Stamnagathi is believed to come to us from putting two Greek words together. Agathi, which is a thorn, and stamna, which is an earthen vessel often used for carrying well water. The Spiny chicory was placed over the mouth of the vessel to stop insects going in; much like tapas was used over a glass of wine in Spain.
Spinosum coming to us from latin, for spiny.
During World War II, when the Germans had invaded and occupied Crete, the Cretans were found to maintain their vigour and health. In many other parts of Greece and Europe, the villagers suffered malnutrition and death due to the Germans confiscating livestock and general provisions. Scientific research has found that the Cretans main diet was wild greens, snails and what little game and fish they could keep for themselves.
Professor of public health, Antonia Trichopoulou, at the University of Athens has found that the wild greens commonly used by the Cretans fulfil the daily vitamin, mineral and trace element requirements needed for health.
The secrets of the Mediterranean diet foods are slowly being revealed to us. My mother had a book when she was a girl that spoke of a Cretan who lived in the mountains. He lived for over 120 years.

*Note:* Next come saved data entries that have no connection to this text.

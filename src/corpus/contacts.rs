use super::Document;

pub const CONTACTS_SOURCE: &str = "National Bank Contact Information";
const CONTACTS_URL: &str = "https://www.natbank.co.mw/contact-us";

const CONTACTS: &str = "\
# National Bank of Malawi - Contact Information

## Head Office Contacts

Call Centre: callcentre@natbankmw.com, Phone: 626
Digital Financial Services Division: digitalfs@natbankmw.com, Phone: (265) 111 820 622
Credit Management Division: cmanagement@natbankmw.com, Phone: (265) 111 820 622
Finance Division: finance@natbankmw.com, Phone: (265) 111 820 622
Head Office: chiefexec@natbankmw.com, Phone: (265) 111 820 622
Human Capital Division: hcd@natbankmw.com, Phone: (265) 111 820 622
Information Technology Division: infotech@natbankmw.com, Phone: (265) 111 820 622
Leadership Centre: mtc@natbankmw.com, Phone: (265) 111 838 200
Operations Division: operations@natbankmw.com, Phone: (265) 111 820 622
Retail Banking Division: retailbanking@natbankmw.com, Phone: (265) 111 820 622
Internal Audit and Risk Group: orisgroup@natbankmw.com, Phone: (265) 111 820 622
Marketing and Corporate Affairs: marketing@natbankmw.com, Phone: (265) 111 820 622
Treasury and Investment Banking: treasury@natbankmw.com, Phone: (265) 111 820 622
Corporate Banking Division: cibd@natbankmw.com, Phone: (265) 111 824 907
Client Coverage Division: clientcoverage@natbankmw.com, Phone: (265) 111 820 622

## Service Centres and Branches

Balaka Service Centre: balaka@natbankmw.com, Phone: (265) 111 552 222
Capital City Service Centre: capitalcity@natbankmw.com, Phone: (265) 111 770 322
Chichiri Service Centre: chichiri@natbankmw.com, Phone: (265) 111 810 900
Chichiri Shopping Mall: chichirimall@natbankmw.com, Phone: (265) 111 873 774
Chileka Airport: chileka@natbankmw.com, Phone: (265) 111 692 392
Chitipa Service Centre: chitipa@natbankmw.com, Phone: (265) 111 382 419
Customs Road Service Centre: customs@natbankmw.com, Phone: (265) 111 840 133
Dwangwa Service Centre: dwangwa@natbankmw.com, Phone: (265) 111 295 350
Henderson Street Service Centre: hendersonstreet@natbankmw.com, Phone: (265) 111 821 000
Kamuzu International Airport: kia@natbankmw.com, Phone: (265) 111 700 772
Kanengo Service Centre: kanengo@natbankmw.com, Phone: (265) 111 710 193
Karonga Service Centre: karonga@natbankmw.com, Phone: (265) 111 362 223
Kasungu Service Centre: kasungu@natbankmw.com, Phone: (265) 111 253 224
Lilongwe Service Centre: lilongwe@natbankmw.com, Phone: (265) 111 757 016
Liwonde Service Centre: liwonde@natbankmw.com, Phone: (265) 111 542 866
Mangochi Service Centre: mangochi@natbankmw.com, Phone: (265) 111 594 322
Mchinji Service Centre: mchinji@natbankmw.com, Phone: (265) 111 242 236
Mponela Service Centre: mponela@natbankmw.com, Phone: (265) 111 286 300
Mulanje Service Centre: mulanje@natbankmw.com, Phone: (265) 999 978 552 / (265) 885 917 341
Mwanza Service Centre: mwanza@natbankmw.com, Phone: (265) 111 432 696
Mzimba Service Centre: mzimba@natbankmw.com, Phone: (265) 111 342 245
Mzuzu Service Centre: mzuzu@natbankmw.com, Phone: (265) 111 312 554
Nchalo Service Centre: nchalo@natbankmw.com, Phone: (265) 111 428 252
Ntcheu Service Centre: ntcheu@natbankmw.com, Phone: (265) 111 235 780
Songwe Agency: songwe@natbankmw.com, Phone: (265) 111 369 322
Salima Service Centre: salima@natbankmw.com, Phone: (265) 111 262 811
South End Service Centre: southend@natbankmw.com, Phone: (265) 887 378 400 / (265) 887 378 401
Thyolo Service Centre: thyolo@natbankmw.com, Phone: (265) 111 473 234
Victoria Avenue Service Centre: vicavenue@natbankmw.com, Phone: (265) 111 820 199
Zomba Service Centre: zomba@natbankmw.com, Phone: (265) 111 524 788
Lilongwe Gateway: lilongwegateway@natbankmw.com, Phone: (265) 111 762 954
Top Mandala: topmandala@natbankmw.com, Phone: (265) 111 820 950

## General Contact Information

For comments and feedback: clientcoverage@natbankmw.com
Call Centre: 626 (short code)
Main Head Office Line: (265) 111 820 622

Website: https://www.natbank.co.mw/contact-us
";

/// Bank contact sheet, indexed alongside the document corpus.
pub fn contacts_document() -> Document {
    Document {
        content: CONTACTS.to_string(),
        source: CONTACTS_SOURCE.to_string(),
        file_path: CONTACTS_URL.to_string(),
    }
}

He swore that eating mostly vegetables, greens and only a little meat, and never eating till you feel full, are what contributed to his longevity. What he did not calculate was the clean air and lack of stress.
Stamnagathi is now being farmed in Crete, by a horticultural enterprise ‘Cretan Gaia’ in Mires in Crete, making this an easily available green for our modern Mediterranean diet foods.